§ TRY IT
Exercise in exact copying. Transcribe every entry that follows, word for word.

-- Opening Marker --

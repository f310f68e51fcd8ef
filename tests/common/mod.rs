#![allow(dead_code)]

use async_trait::async_trait;
use c2client::config::{Credentials, Settings};
use c2client::transport::{ApiTransport, HttpRequest, HttpResponse, TransportResult};
use std::collections::BTreeMap;
use std::fs;
use std::path::{Path, PathBuf};
use std::sync::Mutex;
use url::Url;

/// Answers every request with one canned response and keeps what it was sent.
pub struct RecordingTransport {
    response: HttpResponse,
    requests: Mutex<Vec<HttpRequest>>,
}

impl RecordingTransport {
    pub fn replying(status: u16, body: &str) -> Self {
        RecordingTransport {
            response: HttpResponse {
                status,
                headers: BTreeMap::new(),
                body: body.to_string(),
            },
            requests: Mutex::new(Vec::new()),
        }
    }

    pub fn requests(&self) -> Vec<HttpRequest> {
        self.requests.lock().unwrap().clone()
    }

    pub fn only_request(&self) -> HttpRequest {
        let requests = self.requests();
        assert_eq!(requests.len(), 1, "expected exactly one request");
        requests.into_iter().next().unwrap()
    }
}

#[async_trait]
impl ApiTransport for RecordingTransport {
    async fn send(&self, request: HttpRequest) -> TransportResult<HttpResponse> {
        self.requests.lock().unwrap().push(request);
        Ok(self.response.clone())
    }
}

pub fn settings(models_dir: &Path) -> Settings {
    Settings {
        endpoint: Url::parse("https://api.cloud.example/").unwrap(),
        credentials: Credentials {
            access_key_id: "project:user@example".to_string(),
            secret_access_key: "secret".to_string(),
            session_token: None,
        },
        region: "croc".to_string(),
        models_dir: models_dir.to_path_buf(),
        verify_ssl: true,
    }
}

/// Installs `model` as `<dir>/<api>.json`.
pub fn install_model(dir: &Path, api: &str, model: &serde_json::Value) -> PathBuf {
    let path = dir.join(format!("{}.json", api));
    fs::write(&path, model.to_string()).unwrap();
    path
}

/// Form body of a query-protocol request as key/value pairs.
pub fn form_fields(body: &str) -> BTreeMap<String, String> {
    url::form_urlencoded::parse(body.as_bytes())
        .map(|(k, v)| (k.into_owned(), v.into_owned()))
        .collect()
}

pub fn autoscaling_model() -> serde_json::Value {
    serde_json::json!({
        "metadata": {
            "apiVersion": "2011-01-01",
            "endpointPrefix": "autoscaling",
            "protocol": "query",
            "signingName": "autoscaling"
        },
        "operations": {
            "DescribeAutoScalingGroups": {
                "name": "DescribeAutoScalingGroups",
                "http": {"method": "POST", "requestUri": "/"},
                "input": {"shape": "AutoScalingGroupNamesType"}
            },
            "SetDesiredCapacity": {
                "name": "SetDesiredCapacity",
                "http": {"method": "POST", "requestUri": "/"},
                "input": {"shape": "SetDesiredCapacityType"}
            }
        },
        "shapes": {
            "AutoScalingGroupNamesType": {
                "type": "structure",
                "members": {
                    "AutoScalingGroupNames": {"shape": "AutoScalingGroupNames"},
                    "MaxRecords": {"shape": "MaxRecords"},
                    "Filters": {"shape": "Filters"}
                }
            },
            "AutoScalingGroupNames": {"type": "list", "member": {"shape": "ResourceName"}},
            "Filters": {"type": "list", "member": {"shape": "Filter"}},
            "Filter": {
                "type": "structure",
                "members": {
                    "Name": {"shape": "XmlString"},
                    "Values": {"shape": "Values"}
                }
            },
            "Values": {"type": "list", "member": {"shape": "XmlString"}},
            "SetDesiredCapacityType": {
                "type": "structure",
                "required": ["AutoScalingGroupName", "DesiredCapacity"],
                "members": {
                    "AutoScalingGroupName": {"shape": "ResourceName"},
                    "DesiredCapacity": {"shape": "AutoScalingGroupDesiredCapacity"},
                    "HonorCooldown": {"shape": "HonorCooldown"}
                }
            },
            "AutoScalingGroupDesiredCapacity": {"type": "integer"},
            "HonorCooldown": {"type": "boolean"},
            "MaxRecords": {"type": "integer"},
            "ResourceName": {"type": "string"},
            "XmlString": {"type": "string"}
        }
    })
}

pub fn eks_model() -> serde_json::Value {
    serde_json::json!({
        "metadata": {
            "apiVersion": "2017-11-01",
            "endpointPrefix": "eks",
            "protocol": "rest-json",
            "signingName": "eks"
        },
        "operations": {
            "DescribeCluster": {
                "name": "DescribeCluster",
                "http": {"method": "GET", "requestUri": "/clusters/{name}"},
                "input": {"shape": "DescribeClusterRequest"},
                "output": {"shape": "DescribeClusterResponse"}
            }
        },
        "shapes": {
            "DescribeClusterRequest": {
                "type": "structure",
                "required": ["name"],
                "members": {
                    "name": {"shape": "String", "location": "uri", "locationName": "name"}
                }
            },
            "DescribeClusterResponse": {
                "type": "structure",
                "members": {"cluster": {"shape": "Cluster"}}
            },
            "Cluster": {
                "type": "structure",
                "members": {
                    "name": {"shape": "String"},
                    "status": {"shape": "String"},
                    "createdAt": {"shape": "Timestamp"}
                }
            },
            "String": {"type": "string"},
            "Timestamp": {"type": "timestamp"}
        }
    })
}

pub fn route53_model() -> serde_json::Value {
    serde_json::json!({
        "metadata": {
            "apiVersion": "2013-04-01",
            "endpointPrefix": "route53",
            "protocol": "rest-xml"
        },
        "operations": {
            "ListHostedZones": {
                "name": "ListHostedZones",
                "http": {"method": "GET", "requestUri": "/2013-04-01/hostedzone"},
                "input": {"shape": "ListHostedZonesRequest"},
                "output": {"shape": "ListHostedZonesResponse"}
            }
        },
        "shapes": {
            "ListHostedZonesRequest": {
                "type": "structure",
                "members": {
                    "MaxItems": {"shape": "PageMaxItems", "location": "querystring", "locationName": "maxitems"}
                }
            },
            "ListHostedZonesResponse": {
                "type": "structure",
                "members": {
                    "HostedZones": {"shape": "HostedZones"},
                    "IsTruncated": {"shape": "PageTruncated"}
                }
            },
            "HostedZones": {"type": "list", "member": {"shape": "HostedZone", "locationName": "HostedZone"}},
            "HostedZone": {
                "type": "structure",
                "members": {
                    "Id": {"shape": "ResourceId"},
                    "Name": {"shape": "DNSName"}
                }
            },
            "PageMaxItems": {"type": "string"},
            "PageTruncated": {"type": "boolean"},
            "ResourceId": {"type": "string"},
            "DNSName": {"type": "string"}
        }
    })
}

-- Closing Marker --

§ TASK RESULT
repository f310f68e51fcd8ef
filename tests/common/mod.rs
#![allow(dead_code)]

use async_trait::async_trait;
use c2client::config::{Credentials, Settings};
use c2client::transport::{ApiTransport, HttpRequest, HttpResponse, TransportResult};
use std::collections::BTreeMap;
use std::fs;
use std::path::{Path, PathBuf};
use std::sync::Mutex;
use url::Url;

/// Answers every request with one canned response and keeps what it was sent.
pub struct RecordingTransport {
    response: HttpResponse,
    requests: Mutex<Vec<HttpRequest>>,
}

impl RecordingTransport {
    pub fn replying(status: u16, body: &str) -> Self {
        RecordingTransport {
            response: HttpResponse {
                status,
                headers: BTreeMap::new(),
                body: body.to_string(),
            },
            requests: Mutex::new(Vec::new()),
        }
    }

    pub fn requests(&self) -> Vec<HttpRequest> {
        self.requests.lock().unwrap().clone()
    }

    pub fn only_request(&self) -> HttpRequest {
        let requests = self.requests();
        assert_eq!(requests.len(), 1, "expected exactly one request");
        requests.into_iter().next().unwrap()
    }
}

#[async_trait]
impl ApiTransport for RecordingTransport {
    async fn send(&self, request: HttpRequest) -> TransportResult<HttpResponse> {
        self.requests.lock().unwrap().push(request);
        Ok(self.response.clone())
    }
}

pub fn settings(models_dir: &Path) -> Settings {
    Settings {
        endpoint: Url::parse("https://api.cloud.example/").unwrap(),
        credentials: Credentials {
            access_key_id: "project:user@example".to_string(),
            secret_access_key: "secret".to_string(),
            session_token: None,
        },
        region: "croc".to_string(),
        models_dir: models_dir.to_path_buf(),
        verify_ssl: true,
    }
}

/// Installs `model` as `<dir>/<api>.json`.
pub fn install_model(dir: &Path, api: &str, model: &serde_json::Value) -> PathBuf {
    let path = dir.join(format!("{}.json", api));
    fs::write(&path, model.to_string()).unwrap();
    path
}

/// Form body of a query-protocol request as key/value pairs.
pub fn form_fields(body: &str) -> BTreeMap<String, String> {
    url::form_urlencoded::parse(body.as_bytes())
        .map(|(k, v)| (k.into_owned(), v.into_owned()))
        .collect()
}

pub fn autoscaling_model() -> serde_json::Value {
    serde_json::json!({
        "metadata": {
            "apiVersion": "2011-01-01",
            "endpointPrefix": "autoscaling",
            "protocol": "query",
            "signingName": "autoscaling"
        },
        "operations": {
            "DescribeAutoScalingGroups": {
                "name": "DescribeAutoScalingGroups",
                "http": {"method": "POST", "requestUri": "/"},
                "input": {"shape": "AutoScalingGroupNamesType"}
            },
            "SetDesiredCapacity": {
                "name": "SetDesiredCapacity",
                "http": {"method": "POST", "requestUri": "/"},
                "input": {"shape": "SetDesiredCapacityType"}
            }
        },
        "shapes": {
            "AutoScalingGroupNamesType": {
                "type": "structure",
                "members": {
                    "AutoScalingGroupNames": {"shape": "AutoScalingGroupNames"},
                    "MaxRecords": {"shape": "MaxRecords"},
                    "Filters": {"shape": "Filters"}
                }
            },
            "AutoScalingGroupNames": {"type": "list", "member": {"shape": "ResourceName"}},
            "Filters": {"type": "list", "member": {"shape": "Filter"}},
            "Filter": {
                "type": "structure",
                "members": {
                    "Name": {"shape": "XmlString"},
                    "Values": {"shape": "Values"}
                }
            },
            "Values": {"type": "list", "member": {"shape": "XmlString"}},
            "SetDesiredCapacityType": {
                "type": "structure",
                "required": ["AutoScalingGroupName", "DesiredCapacity"],
                "members": {
                    "AutoScalingGroupName": {"shape": "ResourceName"},
                    "DesiredCapacity": {"shape": "AutoScalingGroupDesiredCapacity"},
                    "HonorCooldown": {"shape": "HonorCooldown"}
                }
            },
            "AutoScalingGroupDesiredCapacity": {"type": "integer"},
            "HonorCooldown": {"type": "boolean"},
            "MaxRecords": {"type": "integer"},
            "ResourceName": {"type": "string"},
            "XmlString": {"type": "string"}
        }
    })
}

pub fn eks_model() -> serde_json::Value {
    serde_json::json!({
        "metadata": {
            "apiVersion": "2017-11-01",
            "endpointPrefix": "eks",
            "protocol": "rest-json",
            "signingName": "eks"
        },
        "operations": {
            "DescribeCluster": {
                "name": "DescribeCluster",
                "http": {"method": "GET", "requestUri": "/clusters/{name}"},
                "input": {"shape": "DescribeClusterRequest"},
                "output": {"shape": "DescribeClusterResponse"}
            }
        },
        "shapes": {
            "DescribeClusterRequest": {
                "type": "structure",
                "required": ["name"],
                "members": {
                    "name": {"shape": "String", "location": "uri", "locationName": "name"}
                }
            },
            "DescribeClusterResponse": {
                "type": "structure",
                "members": {"cluster": {"shape": "Cluster"}}
            },
            "Cluster": {
                "type": "structure",
                "members": {
                    "name": {"shape": "String"},
                    "status": {"shape": "String"},
                    "createdAt": {"shape": "Timestamp"}
                }
            },
            "String": {"type": "string"},
            "Timestamp": {"type": "timestamp"}
        }
    })
}

pub fn route53_model() -> serde_json::Value {
    serde_json::json!({
        "metadata": {
            "apiVersion": "2013-04-01",
            "endpointPrefix": "route53",
            "protocol": "rest-xml"
        },
        "operations": {
            "ListHostedZones": {
                "name": "ListHostedZones",
                "http": {"method": "GET", "requestUri": "/2013-04-01/hostedzone"},
                "input": {"shape": "ListHostedZonesRequest"},
                "output": {"shape": "ListHostedZonesResponse"}
            }
        },
        "shapes": {
            "ListHostedZonesRequest": {
                "type": "structure",
                "members": {
                    "MaxItems": {"shape": "PageMaxItems", "location": "querystring", "locationName": "maxitems"}
                }
            },
            "ListHostedZonesResponse": {
                "type": "structure",
                "members": {
                    "HostedZones": {"shape": "HostedZones"},
                    "IsTruncated": {"shape": "PageTruncated"}
                }
            },
            "HostedZones": {"type": "list", "member": {"shape": "HostedZone", "locationName": "HostedZone"}},
            "HostedZone": {
                "type": "structure",
                "members": {
                    "Id": {"shape": "ResourceId"},
                    "Name": {"shape": "DNSName"}
                }
            },
            "PageMaxItems": {"type": "string"},
            "PageTruncated": {"type": "boolean"},
            "ResourceId": {"type": "string"},
            "DNSName": {"type": "string"}
        }
    })
}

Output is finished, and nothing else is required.